We want to show you the flower bun tutorial today. One is an everyday/office hairstyle and another a party/event hairstyle. Both of these you can tweak and adjust to your preferences, dress it up or down or just keep it very simple with just the braid alone. The base of these two buns are the rope braid. The rope braid was personally the most difficult for me to master, only because I got frustrated very quickly when the braid gets loosened at the end and loses it’s ‘rope’ like effect. The only way to get around this is to really put your mind to it when you are braiding. I am sure, a lot of others usually do braids mindlessly, because it is so routine and we know it so well. But, this braid is not like that. You need to concentrate on what you are doing, but be careful not to tug too much at the roots, which will end up damaging your hair. There is no need to be harsh and tug at all, you can be gentle and the braid will be just as nice and comfortable!
Office/Everyday Flower Bun Hairstyle:
Part your hair above your ears, gather at the back and tie into a ponytail. You now have a half up half down hairstyle. Now divide the pony into 2 sections and start twisting them both in the clockwise direction (going away from your face) and then start twirling the sections around each other in the anti-clockwise direction (towards your face). This is the trickiest part in the braid. You have to keep twisting and turning until you reach the end of the ponytail and then tie it off with a rubber band.
Now, start wrapping the braid around the base of the ponytail completely and first bobby pin the ends; this will make sure your bun doesn’t come undone while you are pinning the rest of it in place. Now, once the end is secure, start pinning all around the bun. I usually put anywhere from 4 to 6 bobby pins in. Put a decorative clip if you want and spray the bun with hairspray.
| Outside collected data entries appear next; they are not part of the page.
//! Redacting wrapper for API tokens

use std::fmt;
use zeroize::Zeroize;

/// Sensitive value - redacted in Debug/Display/logs, zeroed on drop
pub struct Secret<T: Zeroize>(T);

impl<T: Zeroize> Secret<T> {
    pub fn new(value: T) -> Self {
        Self(value)
    }

    /// Expose the inner value (only at the point of use, e.g. building a header)
    pub fn expose(&self) -> &T {
        &self.0
    }
}

impl From<String> for Secret<String> {
    fn from(value: String) -> Self {
        Self(value)
    }
}

impl From<&str> for Secret<String> {
    fn from(value: &str) -> Self {
        Self(value.to_owned())
    }
}

impl<T: Zeroize> fmt::Debug for Secret<T> {
    fn fmt(&self, f: &mut fmt::Formatter<'_>) -> fmt::Result {
        write!(f, "[REDACTED]")
    }
}

impl<T: Zeroize> fmt::Display for Secret<T> {
    fn fmt(&self, f: &mut fmt::Formatter<'_>) -> fmt::Result {
        write!(f, "[REDACTED]")
    }
}

impl<T: Zeroize> Drop for Secret<T> {
    fn drop(&mut self) {
        self.0.zeroize();
    }
}

impl<T: Zeroize + Clone> Clone for Secret<T> {
    fn clone(&self) -> Self {
        Self(self.0.clone())
    }
}

#[cfg(test)]
mod tests {
    use super::*;

    #[test]
    fn token_is_redacted_in_debug_and_display() {
        let token = Secret::from("eyJ0eXAiOiJKV1Qi");
        assert_eq!(format!("{token:?}"), "[REDACTED]");
        assert_eq!(format!("{token}"), "[REDACTED]");
    }

    #[test]
    fn token_in_collection_stays_redacted() {
        let tokens: Vec<Secret<String>> = vec!["a".into(), "b".into()];
        let debug = format!("{tokens:?}");
        assert_eq!(debug, "[[REDACTED], [REDACTED]]");
    }

    #[test]
    fn expose_returns_inner_value() {
        let token = Secret::new(String::from("eyJ0eXAiOiJKV1Qi"));
        assert_eq!(token.expose(), "eyJ0eXAiOiJKV1Qi");
        assert_eq!(token.clone().expose(), "eyJ0eXAiOiJKV1Qi");
    }
}
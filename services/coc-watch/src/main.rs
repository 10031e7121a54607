//! Clash of Clans watcher
//!
//! Single-binary service that:
//! 1. Loads API tokens and the tags to watch
//! 2. Runs the polling engine against the Clash of Clans API
//! 3. Logs every change event as structured JSON
//! 4. Optionally serves /health and /metrics

mod config;
mod metrics;

use anyhow::{Context, Result};
use axum::Router;
use axum::extract::State;
use axum::response::IntoResponse;
use axum::routing::get;
use coc_api::HttpFetcher;
use coc_poller::{Category, Event, EventReceiver, Poller};
use std::sync::Arc;
use std::time::Instant;
use tokio::net::TcpListener;
use tracing::{error, info};
use tracing_subscriber::EnvFilter;
use tracing_subscriber::{layer::SubscriberExt, util::SubscriberInitExt};

use metrics_exporter_prometheus::PrometheusHandle;

use crate::config::Config;

/// Shared application state accessible from all handlers
#[derive(Clone)]
struct AppState {
    poller: Arc<Poller>,
    prometheus: PrometheusHandle,
    started_at: Instant,
}

fn build_router(state: AppState) -> Router {
    Router::new()
        .route("/health", get(health_handler))
        .route("/metrics", get(metrics_handler))
        .with_state(state)
}

#[tokio::main]
async fn main() -> Result<()> {
    // Initialize tracing with JSON output and LOG_LEVEL / RUST_LOG support
    tracing_subscriber::registry()
        .with(
            EnvFilter::try_from_env("LOG_LEVEL")
                .or_else(|_| EnvFilter::try_from_default_env())
                .unwrap_or_else(|_| EnvFilter::new("info")),
        )
        .with(tracing_subscriber::fmt::layer().json())
        .init();

    info!("starting coc-watch");

    // Install before the poller exists so no metric is recorded into the void
    let prometheus_handle =
        metrics::install_recorder().context("failed to install Prometheus recorder")?;

    // CLI: simple --config flag parsing
    let args: Vec<String> = std::env::args().collect();
    let cli_config_path = args
        .iter()
        .position(|a| a == "--config")
        .and_then(|i| args.get(i + 1))
        .map(|s| s.as_str());

    let config_path = Config::resolve_path(cli_config_path);
    info!(path = %config_path.display(), "loading configuration");

    let config = Config::load(&config_path)
        .with_context(|| format!("failed to load config from {}", config_path.display()))?;

    info!(
        base_url = %config.api.base_url,
        tokens = config.tokens.len(),
        rate_limit = config.api.rate_limit,
        refresh_rate_ms = config.api.refresh_rate_ms,
        "configuration loaded"
    );

    let (poller, events) = Poller::new(config.poller_config(), Arc::new(HttpFetcher::new()))
        .context("failed to create poller")?;
    let poller = Arc::new(poller);
    poller.add_clans(&config.watch.clans);
    poller.add_players(&config.watch.players);
    poller.add_wars(&config.watch.wars);

    let event_log = tokio::spawn(log_events(events));

    let server = match config.server.listen_addr {
        Some(addr) => {
            let listener = TcpListener::bind(addr)
                .await
                .with_context(|| format!("failed to bind to {addr}"))?;
            info!(addr = %addr, "serving /health and /metrics");

            let app = build_router(AppState {
                poller: poller.clone(),
                prometheus: prometheus_handle,
                started_at: Instant::now(),
            });
            let (stop_tx, stop_rx) = tokio::sync::oneshot::channel::<()>();
            let handle = tokio::spawn(async move {
                axum::serve(listener, app)
                    .with_graceful_shutdown(async {
                        let _ = stop_rx.await;
                    })
                    .await
            });
            Some((stop_tx, handle))
        }
        None => None,
    };

    // The first pass over a large watch list can take a while; a signal
    // during it must still stop the service.
    let shutdown = shutdown_signal();
    tokio::pin!(shutdown);
    let interrupted = tokio::select! {
        _ = poller.init() => false,
        _ = &mut shutdown => true,
    };
    if !interrupted {
        info!(
            clans = poller.count(Category::Clan),
            players = poller.count(Category::Player),
            wars = poller.count(Category::War),
            "polling"
        );
        shutdown.await;
    }

    if let Some((stop_tx, handle)) = server {
        let _ = stop_tx.send(());
        match handle.await {
            Ok(Ok(())) => info!("http server stopped"),
            Ok(Err(e)) => error!(error = %e, "server error during shutdown"),
            Err(e) => error!(error = %e, "server task panicked"),
        }
    }

    poller.shutdown().await;

    // Dropping the last poller handle closes the event channel
    drop(poller);
    if let Err(e) = event_log.await {
        error!(error = %e, "event log task failed");
    }

    info!("shutdown complete");
    Ok(())
}

/// Log every engine event until the channel closes.
async fn log_events(mut events: EventReceiver) {
    while let Some(event) = events.recv().await {
        match &event {
            Event::MaintenanceStart | Event::MaintenanceEnd => {
                info!(event = event.name(), "api maintenance")
            }
            Event::ClanMemberJoined {
                clan_tag,
                member_tag,
            }
            | Event::ClanMemberLeft {
                clan_tag,
                member_tag,
            } => info!(
                event = event.name(),
                clan_tag = %clan_tag,
                member_tag = %member_tag,
                "clan membership"
            ),
            Event::WarStateChanged {
                clan_tag,
                previous_state,
                state,
            } => info!(
                event = event.name(),
                clan_tag = %clan_tag,
                previous_state = %previous_state,
                state = %state,
                "war state"
            ),
            Event::ClanUpdated { .. } | Event::PlayerUpdated { .. } | Event::WarUpdated { .. } => {
                info!(event = event.name(), tag = event.tag(), "updated")
            }
        }
    }
}

/// Returns 200 while the poll loops run, 503 before `init` or after shutdown.
/// An API maintenance window is reported but does not fail the check.
async fn health_handler(State(state): State<AppState>) -> impl IntoResponse {
    let poller = &state.poller;
    let running = poller.is_running();
    let maintenance = poller.in_maintenance();

    let (status_code, status) = match (running, maintenance) {
        (false, _) => (axum::http::StatusCode::SERVICE_UNAVAILABLE, "stopped"),
        (true, true) => (axum::http::StatusCode::OK, "maintenance"),
        (true, false) => (axum::http::StatusCode::OK, "healthy"),
    };
    let body = serde_json::json!({
        "status": status,
        "maintenance": maintenance,
        "watched": {
            "clans": poller.count(Category::Clan),
            "players": poller.count(Category::Player),
            "wars": poller.count(Category::War),
        },
        "uptime_seconds": state.started_at.elapsed().as_secs(),
    });

    (
        status_code,
        [(axum::http::header::CONTENT_TYPE, "application/json")],
        body.to_string(),
    )
}

/// Prometheus metrics endpoint, text exposition format.
async fn metrics_handler(State(state): State<AppState>) -> impl IntoResponse {
    (
        axum::http::StatusCode::OK,
        [(
            axum::http::header::CONTENT_TYPE,
            "text/plain; version=0.0.4; charset=utf-8",
        )],
        state.prometheus.render(),
    )
}

/// Wait for SIGTERM or SIGINT for graceful shutdown.
async fn shutdown_signal() {
    let ctrl_c = async {
        if let Err(e) = tokio::signal::ctrl_c().await {
            error!(error = %e, "failed to install Ctrl+C handler");
            std::future::pending::<()>().await;
        }
    };

    #[cfg(unix)]
    let terminate = async {
        match tokio::signal::unix::signal(tokio::signal::unix::SignalKind::terminate()) {
            Ok(mut sigterm) => {
                sigterm.recv().await;
            }
            Err(e) => {
                error!(error = %e, "failed to install SIGTERM handler");
                std::future::pending::<()>().await;
            }
        }
    };

    #[cfg(not(unix))]
    let terminate = std::future::pending::<()>();

    tokio::select! {
        _ = ctrl_c => info!("received SIGINT, shutting down"),
        _ = terminate => info!("received SIGTERM, shutting down"),
    }
}
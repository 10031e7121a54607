//! Typed events and the channel that carries them to consumers
//!
//! A fixed enum replaces free-form listener registration: consumers hold the
//! single `EventReceiver` returned by `Poller::new` and match on variants.

use serde_json::Value;
use tokio::sync::mpsc;
use tracing::debug;

use crate::telemetry;

/// Everything the engine can report.
#[derive(Debug, Clone, PartialEq)]
pub enum Event {
    /// The API started answering 503.
    MaintenanceStart,
    /// The API answers 200 again after a maintenance window.
    MaintenanceEnd,
    ClanUpdated {
        tag: String,
        previous: Value,
        current: Value,
    },
    ClanMemberJoined {
        clan_tag: String,
        member_tag: String,
    },
    ClanMemberLeft {
        clan_tag: String,
        member_tag: String,
    },
    PlayerUpdated {
        tag: String,
        previous: Value,
        current: Value,
    },
    WarUpdated {
        clan_tag: String,
        previous: Value,
        current: Value,
    },
    /// `state` moved, e.g. `preparation` → `inWar`.
    WarStateChanged {
        clan_tag: String,
        previous_state: String,
        state: String,
    },
}

impl Event {
    /// Stable event name for logs and metric labels.
    pub fn name(&self) -> &'static str {
        match self {
            Event::MaintenanceStart => "maintenanceStart",
            Event::MaintenanceEnd => "maintenanceEnd",
            Event::ClanUpdated { .. } => "clanUpdate",
            Event::ClanMemberJoined { .. } => "clanMemberAdd",
            Event::ClanMemberLeft { .. } => "clanMemberRemove",
            Event::PlayerUpdated { .. } => "playerUpdate",
            Event::WarUpdated { .. } => "warUpdate",
            Event::WarStateChanged { .. } => "warStateChange",
        }
    }

    /// Tag of the entity the event concerns, if any.
    pub fn tag(&self) -> Option<&str> {
        match self {
            Event::MaintenanceStart | Event::MaintenanceEnd => None,
            Event::ClanUpdated { tag, .. } | Event::PlayerUpdated { tag, .. } => Some(tag),
            Event::ClanMemberJoined { clan_tag, .. }
            | Event::ClanMemberLeft { clan_tag, .. }
            | Event::WarUpdated { clan_tag, .. }
            | Event::WarStateChanged { clan_tag, .. } => Some(clan_tag),
        }
    }
}

pub type EventReceiver = mpsc::UnboundedReceiver<Event>;

/// Sending half shared by every loop and handler.
///
/// Emission never blocks. Events emitted after the receiver is dropped are
/// discarded.
#[derive(Debug, Clone)]
pub struct Emitter {
    tx: mpsc::UnboundedSender<Event>,
}

impl Emitter {
    pub fn channel() -> (Emitter, EventReceiver) {
        let (tx, rx) = mpsc::unbounded_channel();
        (Emitter { tx }, rx)
    }

    pub fn emit(&self, event: Event) {
        let name = event.name();
        telemetry::record_event(name);
        debug!(event = name, tag = event.tag(), "event emitted");
        if self.tx.send(event).is_err() {
            debug!(event = name, "event receiver dropped, event discarded");
        }
    }
}
//! Test doubles shared by the unit tests

use std::future::Future;
use std::pin::Pin;
use std::sync::Mutex;
use std::time::Duration;

use coc_api::{FetchResult, Fetcher};
use tokio::time::Instant;

use crate::events::Emitter;
use crate::handlers::UpdateHandler;
use crate::watch_set::WatchSet;

type Responder = Box<dyn Fn(&str, usize) -> FetchResult + Send + Sync>;

/// Fetcher that records every call and answers from a closure.
///
/// The closure receives the URL and the zero-based call number.
pub struct ScriptedFetcher {
    responder: Responder,
    latency: Duration,
    calls: Mutex<Vec<(String, String, Instant)>>,
}

impl ScriptedFetcher {
    pub fn new(responder: impl Fn(&str, usize) -> FetchResult + Send + Sync + 'static) -> Self {
        Self {
            responder: Box::new(responder),
            latency: Duration::ZERO,
            calls: Mutex::new(Vec::new()),
        }
    }

    /// 200 with a body echoing the URL and call number.
    pub fn ok() -> Self {
        Self::new(|url, n| {
            FetchResult::parsed(200, serde_json::json!({ "url": url, "call": n }), Some(60))
        })
    }

    pub fn with_status(status: u16) -> Self {
        Self::new(move |_, _| FetchResult::failed(status))
    }

    /// Answer statuses from `statuses` in order, repeating the last one.
    pub fn with_statuses(statuses: Vec<u16>) -> Self {
        Self::new(move |_, n| {
            let status = statuses[n.min(statuses.len() - 1)];
            FetchResult::parsed(status, serde_json::json!({}), None)
        })
    }

    pub fn latency(mut self, latency: Duration) -> Self {
        self.latency = latency;
        self
    }

    /// (url, token) pairs in call order.
    pub fn calls(&self) -> Vec<(String, String)> {
        self.calls
            .lock()
            .unwrap()
            .iter()
            .map(|(url, token, _)| (url.clone(), token.clone()))
            .collect()
    }

    pub fn call_times(&self) -> Vec<Instant> {
        self.calls.lock().unwrap().iter().map(|(_, _, at)| *at).collect()
    }
}

impl Fetcher for ScriptedFetcher {
    fn fetch<'a>(
        &'a self,
        url: &'a str,
        token: &'a str,
        _timeout: Option<Duration>,
    ) -> Pin<Box<dyn Future<Output = FetchResult> + Send + 'a>> {
        Box::pin(async move {
            let n = {
                let mut calls = self.calls.lock().unwrap();
                calls.push((url.to_string(), token.to_string(), Instant::now()));
                calls.len() - 1
            };
            if !self.latency.is_zero() {
                tokio::time::sleep(self.latency).await;
            }
            (self.responder)(url, n)
        })
    }
}

/// Handler that records (tag, result) pairs and otherwise does nothing.
#[derive(Default)]
pub struct RecordingHandler {
    seen: Mutex<Vec<(String, FetchResult)>>,
    on_handle: Option<Box<dyn Fn(&WatchSet) + Send + Sync>>,
}

impl RecordingHandler {
    /// Run `hook` against the watch set on every invocation.
    pub fn with_hook(hook: impl Fn(&WatchSet) + Send + Sync + 'static) -> Self {
        Self {
            seen: Mutex::new(Vec::new()),
            on_handle: Some(Box::new(hook)),
        }
    }

    pub fn tags(&self) -> Vec<String> {
        self.seen.lock().unwrap().iter().map(|(t, _)| t.clone()).collect()
    }

    pub fn results(&self) -> Vec<FetchResult> {
        self.seen.lock().unwrap().iter().map(|(_, r)| r.clone()).collect()
    }
}

impl UpdateHandler for RecordingHandler {
    fn handle(&self, _emitter: &Emitter, watch_set: &WatchSet, tag: &str, fresh: FetchResult) {
        self.seen.lock().unwrap().push((tag.to_string(), fresh));
        if let Some(hook) = &self.on_handle {
            hook(watch_set);
        }
    }
}
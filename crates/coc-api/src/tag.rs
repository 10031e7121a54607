//! Player and clan tag normalization
//!
//! Tags are written by humans in many shapes ("2pp", "#2PP", " #2pO "). The
//! API only ever issues tags drawn from a fixed alphabet, so normalization is
//! uppercase, `O` → `0`, single leading `#`.

/// Characters the API uses in tags.
const TAG_ALPHABET: &str = "0289PYLQGRJCUV";

/// Shortest tag body the API issues.
const MIN_TAG_LEN: usize = 3;

/// Normalize a raw tag, returning `None` when it cannot be a valid tag.
pub fn normalize_tag(raw: &str) -> Option<String> {
    let upper = raw.trim().to_uppercase().replace('O', "0");
    let body = upper.trim_start_matches('#');
    if body.len() < MIN_TAG_LEN || !body.chars().all(|c| TAG_ALPHABET.contains(c)) {
        return None;
    }
    Some(format!("#{body}"))
}

/// Percent-encode the leading `#` so the tag survives as a path segment.
pub fn encode_tag(tag: &str) -> String {
    tag.replace('#', "%23")
}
Party Flower Bun Hairstyle:
Gather all your hair at the back and tie into a ponytail. The placement of the ponytail is purely your preference; you can put it high up at your crown or down below, near the nape of the neck. I tend to do mine somewhere in the middle. Part your ponytail into 2 sections and put one section aside by bringing it to the front and tying it off with a rubber band.
Split the first section into 2 more sections and start twisting them both in the clockwise direction (going away from your face) and start twisting the sections around each other in the anti-clockwise direction (going towards your face). Keep repeating this until you reach the end of your hair. Tie it off with a rubber band. Repeat the same steps with the other section. You now have 2 rope braids in your ponytail.
Now, begin twisting one of the braids around the base of the ponytail and secure it’s end first, pin 1 or 2 more times all around the bun. When this braid feels secure, tie the other braid around the first and start pinning the second one in place. I use about 6 pins all around the bun. After everything is secure, add your accessories if you are using them and apply hairspray to set it in place.
Always carry a compact (with mirror) and extra Bobby pins and rubber bands with you, since the bun may come undone if not pinned correctly. If you have secured all your hair into the bun, this has very less chance of happening.
The way to know if you have done the braid right is to check after putting it in the rubber band. It should not come undone and lose the effect of the rope.
Bobby pinning is as much of an art as braiding I believe. It can make or break your hairstyles. So, always pin with the wiggly curved part going near your scalp and the straight part of the pin going into the bun. This is the best way to hold your hair in place. So, the pin should go perpendicular to your hair, with the squiggly part facing your hair. Also, the pins should never hurt or tug at your hair. If this does happen, take out the pin and reposition and pin again.
If you want even more hold for your pins, spray the pins with hairspray before using them.
Please be patient while doing the rope braid, it does take practice to get right, but I urge you not to get frustrated and give up. Like knitting, it just takes practice and patience.